We thank everyone for their feedback on Lua 5.2 till now.

All feedback welcome. Thanks.
--lhf


Reply | Threaded
Open this post in threaded view
|

Re: [ANN] Lua 5.2.1 (work1) now available

liam mail
On 21 March 2012 18:37, Luiz Henrique de Figueiredo
<[hidden email]> wrote:

> Lua 5.2.1 (work1) is now available at
>        http://www.lua.org/work/lua-5.2.1-work1.tar.gz
>
> MD5     bc6b953ee54b7af31f4bc1f2df05fe8f  -
> SHA1    6d9c63f615d2e03b3565e0064599d24aaac49096  -
>
> Lua 5.2.1 introduces better handling of string collisions based on a
> random seed. This work version is meant to let the community assess
> the usefulness and the effectiveness of this experimental feature.
>
> The complete diffs from Lua 5.2.0 to 5.2.1 are available at
>        http://www.lua.org/work/diffs-lua-5.2.0-lua-5.2.1-work1.txt
>
> We thank everyone for their feedback on Lua 5.2 till now.
>
> All feedback welcome. Thanks.
> --lhf
>
>


Are there any tests for these experimental changes?

Liam

Reply | Threaded
Open this post in threaded view
|

Re: [ANN] Lua 5.2.1 (work1) now available

liam mail
On 21 March 2012 20:11, liam mail <[hidden email]> wrote:

> On 21 March 2012 18:37, Luiz Henrique de Figueiredo
> <[hidden email]> wrote:
>> Lua 5.2.1 (work1) is now available at
>>        http://www.lua.org/work/lua-5.2.1-work1.tar.gz
>>
>> MD5     bc6b953ee54b7af31f4bc1f2df05fe8f  -
>> SHA1    6d9c63f615d2e03b3565e0064599d24aaac49096  -
>>
>> Lua 5.2.1 introduces better handling of string collisions based on a
>> random seed. This work version is meant to let the community assess
>> the usefulness and the effectiveness of this experimental feature.
>>
>> The complete diffs from Lua 5.2.0 to 5.2.1 are available at
>>        http://www.lua.org/work/diffs-lua-5.2.0-lua-5.2.1-work1.txt
>>
>> We thank everyone for their feedback on Lua 5.2 till now.
>>
>> All feedback welcome. Thanks.
>> --lhf
>>
>>
>
>
> Are there any tests for these experimental changes?
>
> Liam

I should add that I realise these are internal changes yet do not know
where the test suite is for the released 5.2 version.

Liam

Reply | Threaded
Open this post in threaded view
|

Re: [ANN] Lua 5.2.1 (work1) now available

Roberto Ierusalimschy
> > Are there any tests for these experimental changes?
> >
> > Liam
>
> I should add that I realise these are internal changes yet do not know
> where the test suite is for the released 5.2 version.

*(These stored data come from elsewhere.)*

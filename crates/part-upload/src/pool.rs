//! Bounded part dispatch with fail-fast fan-in
//!
//! Parts are handed out in ascending order to at most `max_parallel` workers at
//! a time. Results are consumed in completion order; the first failure (or a
//! cancellation of the caller's token) ends the wait and tells the remaining
//! workers to stop. Late results are dropped with the channel.

use std::future::Future;
use std::sync::Arc;

use log::debug;
use tokio::sync::{mpsc, Semaphore};
use tokio_util::sync::CancellationToken;

use crate::error::{UploadError, UploadResult};
use crate::plan::Part;
use crate::types::{CompletedPart, PartResult};

/// Runs `worker` once per part and returns the completed parts sorted by part number.
///
/// Each worker receives a token that is cancelled when the pool gives up; a
/// worker should race its I/O against it.
pub async fn run_parts<F, Fut>(
    parts: Vec<Part>,
    max_parallel: usize,
    cancel: &CancellationToken,
    worker: F,
) -> UploadResult<Vec<CompletedPart>>
where
    F: Fn(Part, CancellationToken) -> Fut + Send + Sync + 'static,
    Fut: Future<Output = PartResult> + Send + 'static,
{
    let expected = parts.len();
    let stop = cancel.child_token();
    let (tx, mut rx) = mpsc::channel::<PartResult>(expected.max(1));

    let dispatcher = {
        let stop = stop.clone();
        let permits = max_parallel.min(expected).clamp(1, Semaphore::MAX_PERMITS);
        let semaphore = Arc::new(Semaphore::new(permits));
        let worker = Arc::new(worker);

        tokio::spawn(async move {
            for part in parts {
                let permit = tokio::select! {
                    biased;
                    _ = stop.cancelled() => break,
                    permit = semaphore.clone().acquire_owned() => match permit {
                        Ok(permit) => permit,
                        Err(_) => break,
                    },
                };

                let tx = tx.clone();
                let worker = Arc::clone(&worker);
                let stop = stop.clone();
                debug!("part_dispatch: part={}", part.number);

                tokio::spawn(async move {
                    let _permit = permit; // Hold permit until done
                    let result = worker(part, stop).await;
                    // Receiver is gone once the pool has given up
                    let _ = tx.send(result).await;
                });
            }
        })
    };

    let mut completed: Vec<CompletedPart> = Vec::with_capacity(expected);
    let outcome = loop {
        if completed.len() == expected {
            break Ok(());
        }

        tokio::select! {
            biased;
            _ = cancel.cancelled() => break Err(UploadError::Cancelled),
            received = rx.recv() => match received {
                Some(PartResult { part_number, outcome: Ok(etag) }) => {
                    completed.push(CompletedPart { part_number, etag });
                }
                Some(PartResult { part_number, outcome: Err(reason) }) => {
                    break Err(UploadError::PartFailed { part_number, reason });
                }
                None => {
                    break Err(UploadError::Incomplete {
                        received: completed.len(),
                        expected,
                    });
                }
            },
        }
    };

    stop.cancel();
    drop(rx);

    if outcome.is_err() {
        dispatcher.abort();
    }

    outcome.map(|()| {
        completed.sort_by_key(|part| part.part_number);
        completed
    })
}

The tests are the same as for 5.2.0. However, what we are most
interested is about the performance of this new version against 5.2.0 in
real programs (in respect to string manipulation).

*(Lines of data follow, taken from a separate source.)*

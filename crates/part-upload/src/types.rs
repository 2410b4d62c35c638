//! Upload session, part result and summary types

use std::time::Duration;

/// Server-side multipart session for one destination.
#[derive(Debug, Clone, PartialEq, Eq)]
pub struct UploadSession {
    pub destination: String,
    pub upload_id: String,
}

/// A stored part as listed in the completion manifest.
#[derive(Debug, Clone, PartialEq, Eq)]
pub struct CompletedPart {
    pub part_number: u32,
    /// ETag with the surrounding quotes removed.
    pub etag: String,
}

/// What one worker reports for its part.
#[derive(Debug, Clone, PartialEq, Eq)]
pub struct PartResult {
    pub part_number: u32,
    pub outcome: Result<String, String>,
}

impl PartResult {
    pub fn success(part_number: u32, etag: impl Into<String>) -> Self {
        Self {
            part_number,
            outcome: Ok(etag.into()),
        }
    }

    pub fn failure(part_number: u32, reason: impl Into<String>) -> Self {
        Self {
            part_number,
            outcome: Err(reason.into()),
        }
    }
}

#[derive(Debug, Clone, Copy, PartialEq, Eq)]
pub enum UploadMode {
    Simple,
    Multipart,
}

/// Orchestrator states, used for logging transitions.
#[derive(Debug, Clone, Copy, PartialEq, Eq)]
pub enum UploadPhase {
    Idle,
    Deciding,
    SimpleUpload,
    MultipartUpload,
    Completed,
    Aborted,
    Failed,
}

impl std::fmt::Display for UploadPhase {
    fn fmt(&self, f: &mut std::fmt::Formatter<'_>) -> std::fmt::Result {
        match self {
            UploadPhase::Idle => write!(f, "idle"),
            UploadPhase::Deciding => write!(f, "deciding"),
            UploadPhase::SimpleUpload => write!(f, "simple"),
            UploadPhase::MultipartUpload => write!(f, "multipart"),
            UploadPhase::Completed => write!(f, "completed"),
            UploadPhase::Aborted => write!(f, "aborted"),
            UploadPhase::Failed => write!(f, "failed"),
        }
    }
}

/// Returned by a successful upload.
#[derive(Debug, Clone, PartialEq)]
pub struct UploadSummary {
    pub mode: UploadMode,
    pub bytes: u64,
    /// Number of parts; 1 for a simple upload.
    pub parts: usize,
    pub elapsed: Duration,
}

impl UploadSummary {
    pub fn average_speed(&self) -> f64 {
        let secs = self.elapsed.as_secs_f64();
        if secs > 0.0 {
            self.bytes as f64 / secs
        } else {
            0.0
        }
    }
}

#[cfg(test)]
mod tests {
    use super::*;

    #[test]
    fn upload_phase_display_matches_expected_strings() {
        assert_eq!(UploadPhase::Idle.to_string(), "idle");
        assert_eq!(UploadPhase::Deciding.to_string(), "deciding");
        assert_eq!(UploadPhase::SimpleUpload.to_string(), "simple");
        assert_eq!(UploadPhase::MultipartUpload.to_string(), "multipart");
        assert_eq!(UploadPhase::Completed.to_string(), "completed");
        assert_eq!(UploadPhase::Aborted.to_string(), "aborted");
        assert_eq!(UploadPhase::Failed.to_string(), "failed");
    }

    #[test]
    fn average_speed_handles_zero_elapsed() {
        let summary = UploadSummary {
            mode: UploadMode::Simple,
            bytes: 1000,
            parts: 1,
            elapsed: Duration::ZERO,
        };
        assert_eq!(summary.average_speed(), 0.0);

        let summary = UploadSummary {
            elapsed: Duration::from_secs(4),
            ..summary
        };
        assert_eq!(summary.average_speed(), 250.0);
    }
}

The main change in this experimental version is that only strings
smaller than a certain limit get internalized. That can slow down a
little programs that use long strings as keys, but on the other hand
can speed up a little programs that use long strings not as keys. The
default limit is 32 bytes for 32-bit machines and 64 bytes for 64-bit
machines:

#define LUA_MAXSHORTLEN         (8 * sizeof(void*))

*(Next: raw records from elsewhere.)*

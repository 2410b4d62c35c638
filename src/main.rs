use std::process::ExitCode;

fn main() -> ExitCode {
    mizuchi_upload_lib::run()
}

It may be interesting to try different definitions (e.g., 32 bytes
for all architectures).

-- Roberto


Reply | Threaded
Open this post in threaded view
|

Re: [ANN] Lua 5.2.1 (work1) now available

Miles Bader-2
Roberto Ierusalimschy <[hidden email]> writes:
> The main change in this experimental version is that only strings
> smaller than a certain limit get internalized. That can slow down a
> little programs that use long strings as keys, but on the other hand
> can speed up a little programs that use long strings not as keys. The
> default limit is 32 bytes for 32-bit machines and 64 bytes for 64-bit
> machines:

I imagine that one problem is going to be programs that use
memoization, in which case the keys are often pretty arbitrary
(whereas "typical" use of string keys probably favors short strings)
_and_ expected to be fast.  this seems to be a pretty popular
technique in Lua...

-miles

--
/\ /\
(^.^)
(")")
*This is the cute kitty virus, please copy this into your sig so it can spread.

Reply | Threaded
Open this post in threaded view
|

Re: [ANN] Lua 5.2.1 (work1) now available

Roberto Ierusalimschy
> I imagine that one problem is going to be programs that use
> memoization, in which case the keys are often pretty arbitrary
> (whereas "typical" use of string keys probably favors short strings)
> _and_ expected to be fast.  this seems to be a pretty popular
> technique in Lua...

Unlike short strings, long strings rarely are literals in the program.
People tend not to write t.thisIsAVeryLongStringButBarelyLongEnough.
Long strings usually are produced somehow, through computations or
input. So, the overhead of the indexing may be diluted (and
partially compensated) by all these other costs.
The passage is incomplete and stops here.